[Stored entries]
..........

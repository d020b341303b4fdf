//! Run scheduling
//!
//! Interval-based repetition, optionally restricted to a daily local-time
//! window and a set of weekdays. Overnight windows (e.g. 22:00-06:00) are
//! supported; the after-midnight part counts as the day the window opened.

use chrono::{Datelike, Duration, Local, NaiveDateTime, NaiveTime, Weekday};
use serde::{Deserialize, Serialize};

/// Minimum effective interval between runs
pub const MIN_INTERVAL_SECS: u64 = 60;
pub const MAX_INTERVAL_SECS: u64 = 366 * 24 * 60 * 60;

#[derive(Debug, Clone, PartialEq, Serialize, Deserialize)]
pub struct RunWindow {
    pub start: NaiveTime,
    pub end: NaiveTime,
    /// Allowed days. Empty means every day.
    #[serde(default)]
    pub days: Vec<Weekday>,
}

impl RunWindow {
    fn overnight(&self) -> bool {
        self.start > self.end
    }

    fn allows_day(&self, day: Weekday) -> bool {
        self.days.is_empty() || self.days.contains(&day)
    }

    pub fn contains(&self, at: NaiveDateTime) -> bool {
        let time = at.time();
        let in_time = if self.overnight() {
            time >= self.start || time < self.end
        } else {
            time >= self.start && time < self.end
        };
        if !in_time {
            return false;
        }
        let day = if self.overnight() && time < self.end {
            at.weekday().pred()
        } else {
            at.weekday()
        };
        self.allows_day(day)
    }

    /// Earliest moment at or after `from` that lies inside the window.
    pub fn next_open(&self, from: NaiveDateTime) -> Option<NaiveDateTime> {
        if self.contains(from) {
            return Some(from);
        }
        (0..=7)
            .map(|offset| (from.date() + Duration::days(offset)).and_time(self.start))
            .find(|candidate| *candidate > from && self.allows_day(candidate.weekday()))
    }
}

#[derive(Debug, Clone, PartialEq, Serialize, Deserialize)]
pub struct Schedule {
    /// Seconds between the starts of two runs
    pub interval_secs: u64,
    #[serde(default)]
    pub window: Option<RunWindow>,
}

impl Schedule {
    pub fn validate(&self) -> Result<(), String> {
        if self.interval_secs < MIN_INTERVAL_SECS {
            return Err(format!(
                "schedule interval {}s is below the {}s minimum",
                self.interval_secs, MIN_INTERVAL_SECS
            ));
        }
        if self.interval_secs > MAX_INTERVAL_SECS {
            return Err(format!(
                "schedule interval {}s exceeds the {}s maximum",
                self.interval_secs, MAX_INTERVAL_SECS
            ));
        }
        if let Some(window) = &self.window {
            if window.start == window.end {
                return Err("schedule window start and end are equal".to_string());
            }
        }
        Ok(())
    }

    /// When the first run may start, given the current local time.
    pub fn first_run(&self, now: NaiveDateTime) -> NaiveDateTime {
        self.fit(now)
    }

    /// When the run after one that started at `last_start` may begin.
    pub fn next_run(&self, last_start: NaiveDateTime) -> NaiveDateTime {
        let interval = Duration::seconds(self.interval_secs.clamp(MIN_INTERVAL_SECS, MAX_INTERVAL_SECS) as i64);
        self.fit(last_start + interval)
    }

    fn fit(&self, due: NaiveDateTime) -> NaiveDateTime {
        match &self.window {
            Some(window) => window.next_open(due).unwrap_or(due),
            None => due,
        }
    }
}

/// How long to sleep from now until `at` (zero if it has passed).
pub fn wait_until(at: NaiveDateTime) -> std::time::Duration {
    (at - Local::now().naive_local()).to_std().unwrap_or_default()
}
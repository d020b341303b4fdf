//! Share link resolution
//!
//! Turns share-link text into the single file to copy: decode the link,
//! fetch the share metadata, and when the share is a folder walk its tree
//! and pick the largest file. The walk is bounded by depth and by total
//! entries seen, and never revisits a folder id.

use std::collections::HashSet;
use tracing::{debug, info};

use crate::providers::{RemoteFile, ShareDescriptor, ShareInfo, ShareLinkError, StorageSession};

pub const DEFAULT_MAX_DEPTH: usize = 16;
pub const DEFAULT_MAX_ENTRIES: usize = 10_000;

/// A share link resolved down to the file that will be copied.
#[derive(Debug, Clone)]
pub struct ResolvedShare {
    pub descriptor: ShareDescriptor,
    pub share: ShareInfo,
    pub file: RemoteFile,
}

#[derive(Debug, Clone, Copy)]
pub struct ShareResolver {
    max_depth: usize,
    max_entries: usize,
}

impl Default for ShareResolver {
    fn default() -> Self {
        Self::new(DEFAULT_MAX_DEPTH, DEFAULT_MAX_ENTRIES)
    }
}

impl ShareResolver {
    pub fn new(max_depth: usize, max_entries: usize) -> Self {
        Self { max_depth, max_entries }
    }

    pub async fn resolve(
        &self,
        session: &dyn StorageSession,
        link_text: &str,
    ) -> Result<ResolvedShare, ShareLinkError> {
        let descriptor = ShareDescriptor::parse(link_text)?;
        let share = session.share_info(&descriptor).await?;
        debug!("Share {} -> entry {:?}", descriptor, share.entry);

        let file = if share.entry.is_folder {
            let files = self.walk(session, &share).await?;
            largest(files).ok_or_else(|| ShareLinkError::Empty(descriptor.to_string()))?
        } else {
            share.entry.clone()
        };

        info!("Resolved share {} to '{}' ({} bytes)", descriptor, file.name, file.size);
        Ok(ResolvedShare { descriptor, share, file })
    }

    /// Flatten every file under the share's root folder, in listing order
    /// (files of a folder first, then each subfolder in turn).
    async fn walk(
        &self,
        session: &dyn StorageSession,
        share: &ShareInfo,
    ) -> Result<Vec<RemoteFile>, ShareLinkError> {
        let mut files = Vec::new();
        let mut visited = HashSet::new();
        let mut stack = vec![(share.entry.file_id.clone(), 0usize)];
        let mut entries = 0usize;

        while let Some((folder_id, depth)) = stack.pop() {
            if depth > self.max_depth {
                return Err(ShareLinkError::TooDeep { limit: self.max_depth });
            }
            if !visited.insert(folder_id.clone()) {
                debug!("Skipping already visited share folder {}", folder_id);
                continue;
            }

            let listing = session.list_share_dir(&folder_id, share).await?;
            entries += listing.files.len() + listing.folders.len();
            if entries > self.max_entries {
                return Err(ShareLinkError::TooManyEntries { limit: self.max_entries });
            }

            files.extend(listing.files.into_iter().filter(|f| !f.is_folder));
            // Reversed so the first subfolder is walked first
            stack.extend(listing.folders.into_iter().rev().map(|id| (id, depth + 1)));
        }

        Ok(files)
    }
}

/// Largest file by size; the first one wins a tie.
fn largest(files: Vec<RemoteFile>) -> Option<RemoteFile> {
    files.into_iter().fold(None, |best, file| match best {
        Some(b) if b.size >= file.size => Some(b),
        _ => Some(file),
    })
}
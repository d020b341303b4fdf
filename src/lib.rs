//! Movie share collector
//!
//! Crawls a listing site for movie share links, resolves each link on a
//! share-based cloud drive and copies the largest shared file into one of a
//! pool of accounts, rotating to the next account when one runs out of space.

pub mod providers;

pub mod account_pool;
pub mod capacity;
pub mod collector;
pub mod config;
pub mod crawler;
pub mod dedup_filter;
pub mod folder_ops;
pub mod logging;
pub mod movie;
pub mod parser;
pub mod scheduler;
pub mod share_resolver;
pub mod transfer;

#[cfg(test)]
mod test_support;

pub use account_pool::{Account, AccountPool};
pub use capacity::{CapacityGuard, SAFETY_MARGIN};
pub use collector::{CollectStats, Collector};
pub use config::{load_config, save_config, CollectorConfig, ConfigError};
pub use share_resolver::{ResolvedShare, ShareResolver};
pub use transfer::{SubmittedTransfer, TargetFolder, TransferOrchestrator, TransferSettings};
//! Storage Providers Module
//!
//! This module provides the abstraction layer between the transfer engine and
//! a concrete share-link storage service.
//!
//! # Architecture
//!
//! ```text
//! ┌─────────────────────────────────────────────┐
//! │  StorageProvider (connector)                │
//! │  authenticate(credentials) ──┐              │
//! └──────────────────────────────┼──────────────┘
//!                                ▼
//! ┌─────────────────────────────────────────────┐
//! │  StorageSession (one logged-in account)     │
//! │  capacity, share_info, list_share_dir,      │
//! │  save_share_file, create/list/rename        │
//! └─────────────────────────────────────────────┘
//!                                │
//!                          ┌─────┴─────┐
//!                          │ Cloud189  │
//!                          └───────────┘
//! ```

pub mod types;
pub mod http_retry;
pub mod share_link;
pub mod cloud189;
pub mod cloud189_auth;

pub use types::*;
pub use share_link::ShareDescriptor;
pub use cloud189::{Cloud189Provider, Cloud189Session};

use async_trait::async_trait;

/// Connector that turns credentials into an authenticated session.
///
/// New providers implement this plus [`StorageSession`]; the engine never
/// needs to know which one it is talking to.
#[async_trait]
pub trait StorageProvider: Send + Sync {
    /// Get the provider type identifier
    fn provider_type(&self) -> ProviderType;

    /// Run the full login handshake for one account.
    async fn authenticate(
        &self,
        credentials: &Credentials,
    ) -> Result<Box<dyn StorageSession>, AuthError>;
}

/// One authenticated account on a storage provider.
#[async_trait]
pub trait StorageSession: Send + Sync {
    /// Fresh free-space snapshot. Implementations must not cache it.
    async fn capacity(&self) -> Result<CapacitySnapshot, CapacityQueryError>;

    /// Fetch share metadata for a share code.
    async fn share_info(&self, share: &ShareDescriptor) -> Result<ShareInfo, ShareLinkError>;

    /// List one level of a shared folder (all pages).
    async fn list_share_dir(
        &self,
        folder_id: &str,
        share: &ShareInfo,
    ) -> Result<ShareDirListing, ShareLinkError>;

    /// Create a folder under `parent_id`, returning the new folder id.
    async fn create_folder(&self, name: &str, parent_id: &str) -> Result<String, FileOperationError>;

    /// Enqueue an asynchronous copy of a shared file into `target_folder_id`
    /// under `file_name`. Returns as soon as the provider accepted the job.
    async fn save_share_file(
        &self,
        file: &RemoteFile,
        share: &ShareInfo,
        file_name: &str,
        target_folder_id: &str,
    ) -> Result<(), FileOperationError>;

    /// Id of the subfolder `name` directly under `parent_id`, if there is one.
    async fn find_folder(&self, parent_id: &str, name: &str) -> Result<Option<String>, FileOperationError>;

    /// List the files directly inside one of the account's folders.
    async fn list_files(&self, folder_id: &str) -> Result<Vec<RemoteFile>, FileOperationError>;

    /// Rename a file or folder.
    async fn rename_file(&self, file_id: &str, new_name: &str) -> Result<(), FileOperationError>;
}

/// Id of the provider-side storage root, under which account root folders live.
pub fn storage_root_id(provider: ProviderType) -> &'static str {
    match provider {
        ProviderType::Cloud189 => "-11",
    }
}

#[cfg(test)]
mod tests {
    use super::*;

    #[test]
    fn test_storage_root_id() {
        assert_eq!(storage_root_id(ProviderType::Cloud189), "-11");
    }
}
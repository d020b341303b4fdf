//! Captured-title filter backed by SQLite
//!
//! Keyed by (title, year). Inserts made during a run stay in one open
//! transaction and become durable on `close`.

use rusqlite::{params, Connection};
use std::path::Path;
use thiserror::Error;
use tracing::{debug, info, warn};

#[derive(Debug, Error)]
pub enum FilterError {
    #[error("Filter database error: {0}")]
    Sqlite(#[from] rusqlite::Error),
    #[error("Cannot create filter database directory: {0}")]
    Io(#[from] std::io::Error),
    #[error("Filter is closed")]
    Closed,
}

/// Existence check plus insert against captured titles.
pub trait TitleFilter: Send {
    fn exists(&self, title: &str, year: u32) -> Result<bool, FilterError>;

    fn record(&mut self, title: &str, year: u32, account_label: &str, account_id: &str) -> Result<(), FilterError>;

    /// Flush and release. Further calls fail with [`FilterError::Closed`].
    fn close(&mut self) -> Result<(), FilterError>;
}

pub struct SqliteTitleFilter {
    conn: Option<Connection>,
}

fn apply_schema(conn: &Connection) -> Result<(), FilterError> {
    conn.execute_batch(
        "CREATE TABLE IF NOT EXISTS movies (
            id INTEGER PRIMARY KEY,
            name TEXT NOT NULL,
            year INTEGER NOT NULL,
            account_type TEXT NULL,
            account_id TEXT NULL
        );
        CREATE INDEX IF NOT EXISTS idx_movies_name_year ON movies(name, year);",
    )?;
    Ok(())
}

impl SqliteTitleFilter {
    pub fn open(path: &Path) -> Result<Self, FilterError> {
        if let Some(parent) = path.parent().filter(|p| !p.as_os_str().is_empty()) {
            std::fs::create_dir_all(parent)?;
        }
        let conn = Connection::open(path)?;
        info!("Opened title filter at {}", path.display());
        Self::from_connection(conn)
    }

    pub fn in_memory() -> Result<Self, FilterError> {
        Self::from_connection(Connection::open_in_memory()?)
    }

    fn from_connection(conn: Connection) -> Result<Self, FilterError> {
        apply_schema(&conn)?;
        conn.execute_batch("BEGIN")?;
        Ok(Self { conn: Some(conn) })
    }

    fn conn(&self) -> Result<&Connection, FilterError> {
        self.conn.as_ref().ok_or(FilterError::Closed)
    }
}

impl TitleFilter for SqliteTitleFilter {
    fn exists(&self, title: &str, year: u32) -> Result<bool, FilterError> {
        let found: bool = self.conn()?.query_row(
            "SELECT EXISTS(SELECT 1 FROM movies WHERE name = ?1 AND year = ?2)",
            params![title, year],
            |r| r.get(0),
        )?;
        Ok(found)
    }

    fn record(&mut self, title: &str, year: u32, account_label: &str, account_id: &str) -> Result<(), FilterError> {
        self.conn()?.execute(
            "INSERT INTO movies (name, year, account_type, account_id) VALUES (?1, ?2, ?3, ?4)",
            params![title, year, account_label, account_id],
        )?;
        debug!("Recorded {} ({}) on {}:{}", title, year, account_label, account_id);
        Ok(())
    }

    fn close(&mut self) -> Result<(), FilterError> {
        let conn = self.conn.take().ok_or(FilterError::Closed)?;
        conn.execute_batch("COMMIT")?;
        conn.close().map_err(|(_, e)| FilterError::Sqlite(e))?;
        Ok(())
    }
}

impl Drop for SqliteTitleFilter {
    fn drop(&mut self) {
        if self.conn.is_some() {
            if let Err(e) = self.close() {
                warn!("Title filter not closed cleanly: {}", e);
            }
        }
    }
}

..........

▶ What the exercise asks:
Repeat the data word for word, starting at its first line and stopping after the line that contains "pub const MAX_INTERVAL_SECS: u64".

▶ Answer space:
repository d020b341303b4fdf
//! Run scheduling
//!
//! Interval-based repetition, optionally restricted to a daily local-time
//! window and a set of weekdays. Overnight windows (e.g. 22:00-06:00) are
//! supported; the after-midnight part counts as the day the window opened.

use chrono::{Datelike, Duration, Local, NaiveDateTime, NaiveTime, Weekday};
use serde::{Deserialize, Serialize};

/// Minimum effective interval between runs
pub const MIN_INTERVAL_SECS: u64 = 60;
pub const MAX_INTERVAL_SECS: u64 = 366 * 24 * 60 * 60;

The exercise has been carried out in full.